世界の終わりと世界の始まり

風乃音羽

第0章 プロローグ

「ハヤク ハシッテクダサイ!ソコノアナニ、ハイッテ。ヤツラニミツカラナイヨウ、ニオイケシマス」

不思議な粉をかけられて、薄い透明の布を僕らにかけた、、


僕らを、あの暗くて冷たくて、ジメジメした場所から、助け出してくれた白い巨人。


敵なのか、味方なのか、悪い奴なのか、いい奴なのか、そんなことはどうでもいい。


何日?何ヶ月?手足を隣の子どもどおし、くくられて、動けないまま、


多分1日に2回、味のないものを食べさせられてきた。

それ以外は、何もしないあの部屋から、まさか出られるとは思っていなかった、ほんの30分前、突然天井に丸い穴があいて、人が降りて来た。

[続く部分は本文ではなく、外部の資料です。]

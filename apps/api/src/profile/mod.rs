pub mod fields;
pub mod store;

pub use fields::{split_skills, FieldOverrides, ProfileFields};
pub use store::{PgProfileStore, ProfilePatch, ProfileStore, StoreError};
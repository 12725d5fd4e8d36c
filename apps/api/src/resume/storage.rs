//! Object storage for uploaded resumes (S3 / MinIO).

use async_trait::async_trait;
use aws_sdk_s3::primitives::ByteStream;
use serde::Serialize;
use thiserror::Error;
use tracing::info;
use uuid::Uuid;

use crate::resume::file::ValidatedResume;

#[derive(Debug, Error)]
pub enum UploadError {
    #[error("upload rejected: {0}")]
    Rejected(String),

    #[error("storage unreachable: {0}")]
    Unreachable(String),
}

/// Where an upload landed.
#[derive(Debug, Clone, PartialEq, Serialize)]
pub struct StoredObject {
    pub url: String,
    pub public_id: String,
    pub format: String,
    pub original_filename: String,
}

#[async_trait]
pub trait ObjectStorage: Send + Sync {
    /// Stores the file under `folder` and returns its public location.
    async fn upload(&self, file: &ValidatedResume, folder: &str) -> Result<StoredObject, UploadError>;
}

pub struct S3Storage {
    client: aws_sdk_s3::Client,
    bucket: String,
    public_base_url: String,
}

impl S3Storage {
    pub fn new(client: aws_sdk_s3::Client, bucket: String, public_base_url: String) -> Self {
        Self {
            client,
            bucket,
            public_base_url,
        }
    }
}

#[async_trait]
impl ObjectStorage for S3Storage {
    async fn upload(&self, file: &ValidatedResume, folder: &str) -> Result<StoredObject, UploadError> {
        let public_id = format!("{}/{}", folder.trim_end_matches('/'), Uuid::new_v4());
        let key = format!("{public_id}.{}", file.extension);

        self.client
            .put_object()
            .bucket(&self.bucket)
            .key(&key)
            .body(ByteStream::from(file.data.clone()))
            .content_type(&file.mime)
            .send()
            .await
            .map_err(|e| match e.raw_response() {
                Some(raw) => UploadError::Rejected(format!("status {}", raw.status().as_u16())),
                None => UploadError::Unreachable(e.to_string()),
            })?;

        info!("Uploaded resume to s3://{}/{}", self.bucket, key);

        Ok(StoredObject {
            url: public_url(&self.public_base_url, &key),
            public_id,
            format: file.extension.clone(),
            original_filename: original_stem(&file.filename),
        })
    }
}

pub fn public_url(base: &str, key: &str) -> String {
    format!("{}/{}", base.trim_end_matches('/'), key.trim_start_matches('/'))
}

fn original_stem(filename: &str) -> String {
    match filename.rsplit_once('.') {
        Some((stem, _)) if !stem.is_empty() => stem.to_string(),
        _ => filename.to_string(),
    }
}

虚な僕の目の前に、全身白く光るつなぎを着た大男7人が、天井の穴からスルスルと降りて来た。


この部屋の子どもの数は少なくとも20人、泣き叫ぶことも忘れてしまった僕たちは、お互いの体をロープで繋がれたまま床にうずくまるように座っていた。


大男たちが、そのロープを切って、僕たちは、何ヶ月かぶりに手足が自由になり、立つことが出来る状態にしてもらえた。けれど、弱りはてていた身体を立ち上がらせることも難しい。


1人の大男が、僕の目の前に立った。

「えっ!!」

大男と言っても、普通の人間のサイズの大男ではない。


地べたから見上げてるからよく分かってなかったけど、近くで見ると、多分、普通の背の高い人間の1.5倍はある。3メートルくらいはあるのではないだろうか。


急に怖くなった。


やっぱり夢を見ているのだろうか?


「コレヲノンデクダサイ」


小さなボトルをみんなに配っている。


何を飲まされるのか?


でも、そんなことはすでにどうでもいい。


ここに連れてこられてから、死んだも同然の生き方。実際、途中で弱りはて、死んでしまった子どもも何人もいる。


ほぼ無意識のまま、呆然と受け取り、このまま生きてるくらいなら、別に死んでもいいから、飲み干した。